Saturday, February 26, 2022

2022/28: Eleanor Oliphant is Completely Fine -- Gail Honeyman

No one was supposed to live like this. The problem was that I simply didn’t know how to make it right. Mummy’s way was wrong, I knew that. But no one had ever shown me the right way to live a life... [p. 232]

Eleanor Oliphant is thirty years old, a creature of habit who wears identical clothes every day, does not believe in pretending or hiding her feelings, spends her evenings and weekends alone, and is proud of needing nobody else. Despite this, she has just fallen in love with the man she intends to marry, though they have not properly met.

Or: Eleanor Oliphant is thirty years old, poorly socialised, represses all memories of her childhood, drinks a bottle of vodka every Friday night, has no meaningful social interactions except for fraught conversations with her mother, and states that she has no emotional needs. Despite this, she has developed a crush on a guy in a band, and is stalking him.
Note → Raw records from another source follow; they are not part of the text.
impl LocalStore {
    /// Open the store persisted under `key`, creating an empty one if
    /// nothing is stored yet.
    ///
    /// Older documents are migrated and written back. Records left
    /// `Syncing` by an interrupted session return to `Local`.
    pub fn open(
        backend: impl StorageBackend + 'static,
        key: impl Into<String>,
        now: Timestamp,
    ) -> Result<Self> {
        let key = key.into();
        let mut dirty = false;
        let mut migration = None;

        let mut snapshot = match backend.load(&key)? {
            None => {
                dirty = true;
                StorageSnapshot::new(now)
            }
            Some(document) => {
                let value: serde_json::Value = serde_json::from_str(&document)
                    .map_err(|e| Error::InvalidSnapshot(e.to_string()))?;
                if detect_schema_version(&value) == SCHEMA_VERSION {
                    serde_json::from_value(value)
                        .map_err(|e| Error::InvalidSnapshot(e.to_string()))?
                } else {
                    let (snapshot, report) = migrate(value, now)?;
                    dirty = true;
                    migration = Some(report);
                    snapshot
                }
            }
        };

        snapshot.validate()?;

        let interrupted: Vec<RecordId> = snapshot
            .activities
            .values()
            .filter(|r| r.status == SyncStatus::Syncing)
            .map(|r| r.id.clone())
            .collect();
        for id in interrupted {
            if let Some(record) = snapshot.activities.get_mut(&id) {
                record.release_to_local()?;
            }
            snapshot.enqueue(&id);
            dirty = true;
        }

        let queued = snapshot.sync_queue.len();
        let activities = &snapshot.activities;
        snapshot.sync_queue.retain(|id| activities.contains_key(id));
        dirty |= snapshot.sync_queue.len() != queued;

        let mut store = Self {
            backend: Box::new(backend),
            key,
            snapshot,
            migration,
        };
        if dirty {
            let document = store.snapshot.to_json()?;
            store.backend.save(&store.key, &document)?;
        }
        Ok(store)
    }

    /// Open an empty, non-durable store.
    pub fn in_memory(now: Timestamp) -> Result<Self> {
        Self::open(MemoryBackend::new(), DEFAULT_STORAGE_KEY, now)
    }

    /// Report of the migration performed by [`LocalStore::open`], if any.
    pub fn migration_report(&self) -> Option<&MigrationReport> {
        self.migration.as_ref()
    }

    pub fn snapshot(&self) -> &StorageSnapshot {
        &self.snapshot
    }

    pub fn metadata(&self) -> &SnapshotMetadata {
        &self.snapshot.metadata
    }

    // --- Caller-facing writes ---

    /// Record a new activity. Always succeeds locally once the fields are
    /// valid; the record starts `Local` and is queued for sync.
    pub fn create(&mut self, fields: ActivityFields, now: Timestamp) -> Result<ActivityRecord> {
        fields.validate()?;
        let record = ActivityRecord::new(create_identifier(), fields, now);
        self.commit(|snapshot| {
            snapshot.enqueue(&record.id);
            snapshot.insert(record.clone());
            Ok(())
        })?;
        Ok(record)
    }

    /// Apply a local edit to an existing activity.
    pub fn update(
        &mut self,
        id: &str,
        fields: ActivityFields,
        now: Timestamp,
    ) -> Result<ActivityRecord> {
        fields.validate()?;
        self.update_record(id, |record| {
            record.edit(fields, now);
            Ok(())
        })
    }

    // --- Record-level CRUD ---

    pub fn get(&self, id: &str) -> Option<&ActivityRecord> {
        self.snapshot.get(id)
    }

    /// Insert or replace a record after validating it.
    pub fn put(&mut self, record: ActivityRecord) -> Result<()> {
        record.validate()?;
        if let Some(existing) = self.snapshot.get(&record.id) {
            if record.version < existing.version {
                return Err(Error::InvalidRecord {
                    id: record.id,
                    reason: format!(
                        "version would decrease from {} to {}",
                        existing.version, record.version
                    ),
                });
            }
        }
        check_server_id(&self.snapshot, &record)?;

        self.commit(|snapshot| {
            sync_queue_membership(snapshot, &record);
            snapshot.insert(record);
            Ok(())
        })
    }

    /// Remove a record. Returns the removed record, or `None` if it did not
    /// exist. No tombstone is kept.
    pub fn delete(&mut self, id: &str) -> Result<Option<ActivityRecord>> {
        if !self.snapshot.activities.contains_key(id) {
            return Ok(None);
        }
        self.commit(|snapshot| {
            snapshot.dequeue(id);
            Ok(snapshot.activities.remove(id))
        })
    }

    /// All records in id (creation) order, optionally for one owner.
    pub fn list_all(&self, owner: Option<&str>) -> Vec<&ActivityRecord> {
        self.snapshot
            .activities
            .values()
            .filter(|r| owner.map_or(true, |o| r.owner() == o))
            .collect()
    }

    pub fn find_by_server_id(&self, server_id: &str) -> Option<&ActivityRecord> {
        self.snapshot
            .activities
            .values()
            .find(|r| r.server_id.as_deref() == Some(server_id))
    }

    /// Distinct owners with at least one local record.
    pub fn owners(&self) -> Vec<String> {
        let mut owners: Vec<String> = self
            .snapshot
            .activities
            .values()
            .map(|r| r.owner().to_string())
            .collect();
        owners.sort();
        owners.dedup();
        owners
    }

    // --- Sync bookkeeping ---

    /// Ids of records awaiting a push: queue order first, then any pending
    /// record the queue missed, in id order.
    pub fn pending_ids(&self) -> Vec<RecordId> {
        let is_pending = |id: &str| self.snapshot.get(id).is_some_and(|r| r.status.is_pending());

        let mut ids: Vec<RecordId> = self
            .snapshot
            .sync_queue
            .iter()
            .filter(|id| is_pending(id))
            .cloned()
            .collect();
        for record in self.snapshot.activities.values() {
            if record.status.is_pending() && !ids.contains(&record.id) {
                ids.push(record.id.clone());
            }
        }
        ids
    }

    pub fn pending_count(&self) -> usize {
        self.snapshot.pending_count()
    }

    /// Mutate one record in place. The closure's changes are validated and
    /// persisted together; on any error nothing changes.
    pub fn update_record<F>(&mut self, id: &str, f: F) -> Result<ActivityRecord>
    where
        F: FnOnce(&mut ActivityRecord) -> Result<()>,
    {
        let mut record = self
            .snapshot
            .get(id)
            .cloned()
            .ok_or_else(|| Error::ActivityNotFound(id.to_string()))?;
        let before = record.version;

        f(&mut record)?;

        record.validate()?;
        if record.version < before {
            return Err(Error::InvalidRecord {
                id: record.id,
                reason: "version decreased".into(),
            });
        }
        check_server_id(&self.snapshot, &record)?;

        self.commit(|snapshot| {
            sync_queue_membership(snapshot, &record);
            snapshot.insert(record.clone());
            Ok(())
        })?;
        Ok(record)
    }

    /// Append a conflict resolution to the log.
    pub fn record_conflict(&mut self, entry: ConflictEntry) -> Result<()> {
        self.commit(|snapshot| {
            snapshot.metadata.conflict_log.push(entry);
            Ok(())
        })
    }

    pub fn set_last_sync_time(&mut self, time: Timestamp) -> Result<()> {
        self.commit(|snapshot| {
            snapshot.metadata.last_sync_time = Some(time);
            Ok(())
        })
    }

    /// Apply the actions of a pull plan in one write.
    ///
    /// Actions whose preconditions no longer hold (the record was edited,
    /// deleted or linked since planning) are skipped.
    pub fn apply_pull(&mut self, actions: Vec<PullAction>) -> Result<PullSummary> {
        if actions.is_empty() {
            return Ok(PullSummary::default());
        }

        self.commit(|snapshot| {
            let mut summary = PullSummary::default();

            for action in actions {
                match action {
                    PullAction::Insert(record) => {
                        let linked = record
                            .server_id
                            .as_deref()
                            .is_some_and(|sid| holder_of(snapshot, sid).is_some());
                        if snapshot.activities.contains_key(&record.id) || linked {
                            summary.skipped += 1;
                            continue;
                        }
                        record.validate()?;
                        snapshot.insert(record);
                        summary.inserted += 1;
                    }
                    PullAction::Link { id, remote } => {
                        if holder_of(snapshot, &remote.id).is_some() {
                            summary.skipped += 1;
                            continue;
                        }
                        let Some(record) = snapshot.activities.get_mut(&id) else {
                            summary.skipped += 1;
                            continue;
                        };
                        if record.server_id.is_some() || record.status == SyncStatus::Syncing {
                            summary.skipped += 1;
                            continue;
                        }
                        if record.fields == remote.fields {
                            record.adopt_remote(
                                remote.id,
                                remote.version,
                                remote.fields,
                                remote.updated_at,
                            );
                            snapshot.dequeue(&id);
                        } else {
                            // Different content: keep the local edit pending;
                            // the next push updates the linked remote copy.
                            record.server_id = Some(remote.id);
                        }
                        summary.linked += 1;
                    }
                    PullAction::Refresh { id, remote } => {
                        let Some(record) = snapshot.activities.get_mut(&id) else {
                            summary.skipped += 1;
                            continue;
                        };
                        if record.status != SyncStatus::Synced
                            || record.server_id.as_deref() != Some(remote.id.as_str())
                        {
                            summary.skipped += 1;
                            continue;
                        }
                        record.adopt_remote(
                            remote.id,
                            remote.version,
                            remote.fields,
                            remote.updated_at,
                        );
                        summary.refreshed += 1;
                    }
                }
            }

            Ok(summary)
        })
    }

    /// Remove several records in one write. Returns the removed records.
    pub fn remove_ids(&mut self, ids: &[RecordId]) -> Result<Vec<ActivityRecord>> {
        if ids.is_empty() {
            return Ok(Vec::new());
        }
        self.commit(|snapshot| {
            let removed = ids
                .iter()
                .filter_map(|id| {
                    snapshot.dequeue(id);
                    snapshot.activities.remove(id)
                })
                .collect();
            Ok(removed)
        })
    }

    // --- Whole-state persistence ---

    /// A copy of the current state.
    pub fn export_snapshot(&self) -> StorageSnapshot {
        self.snapshot.clone()
    }

    /// Replace all state with `snapshot` after validating it.
    pub fn import_snapshot(&mut self, snapshot: StorageSnapshot) -> Result<()> {
        snapshot.validate()?;
        self.commit(|current| {
            *current = snapshot;
            Ok(())
        })
    }

    fn commit<T>(&mut self, f: impl FnOnce(&mut StorageSnapshot) -> Result<T>) -> Result<T> {
        let mut next = self.snapshot.clone();
        let out = f(&mut next)?;
        let document = next.to_json()?;
        self.backend.save(&self.key, &document)?;
        self.snapshot = next;
        Ok(out)
    }
}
Eleanor's life changes when she and a colleague Raymond assist an old man who's collapsed in the street. Her workmates, initially prone to mockery, begin to warm to her; she forms positive relationships with Raymond, his mother, and the family of the man she helped; she transforms her appearance in readiness for a face-to-face meeting with the future husband.

I'm still thinking about this novel, which I engaged with for reasons of plot rather than style. I took it very personally, because it made me think about my relationship with my own mother (who died over thirty years ago, which does not stop me internalising her voice and her opinions), and also because Eleanor at the beginning of the novel -- mocked, oblivious, lonely, judgmental -- reminded me of the worst aspects of myself. It's a good novel about loneliness and about emotional abuse, and it has an emotional arc that avoids easy (romantic) resolutions. I started off disliking Eleanor, and by the end I both liked and pitied her. I formulated theories as I read, and some of them turned out to be right: I still also think that there's a possibility that Eleanor, who believes she is 'terrible', is responsible for her own situation. But I would rather take the story at face value, as a tale of leaving the past behind and learning to live well.

Also, I am very much in favour of cats as therapy animals. Finally Eleanor has met someone more judgmental than herself.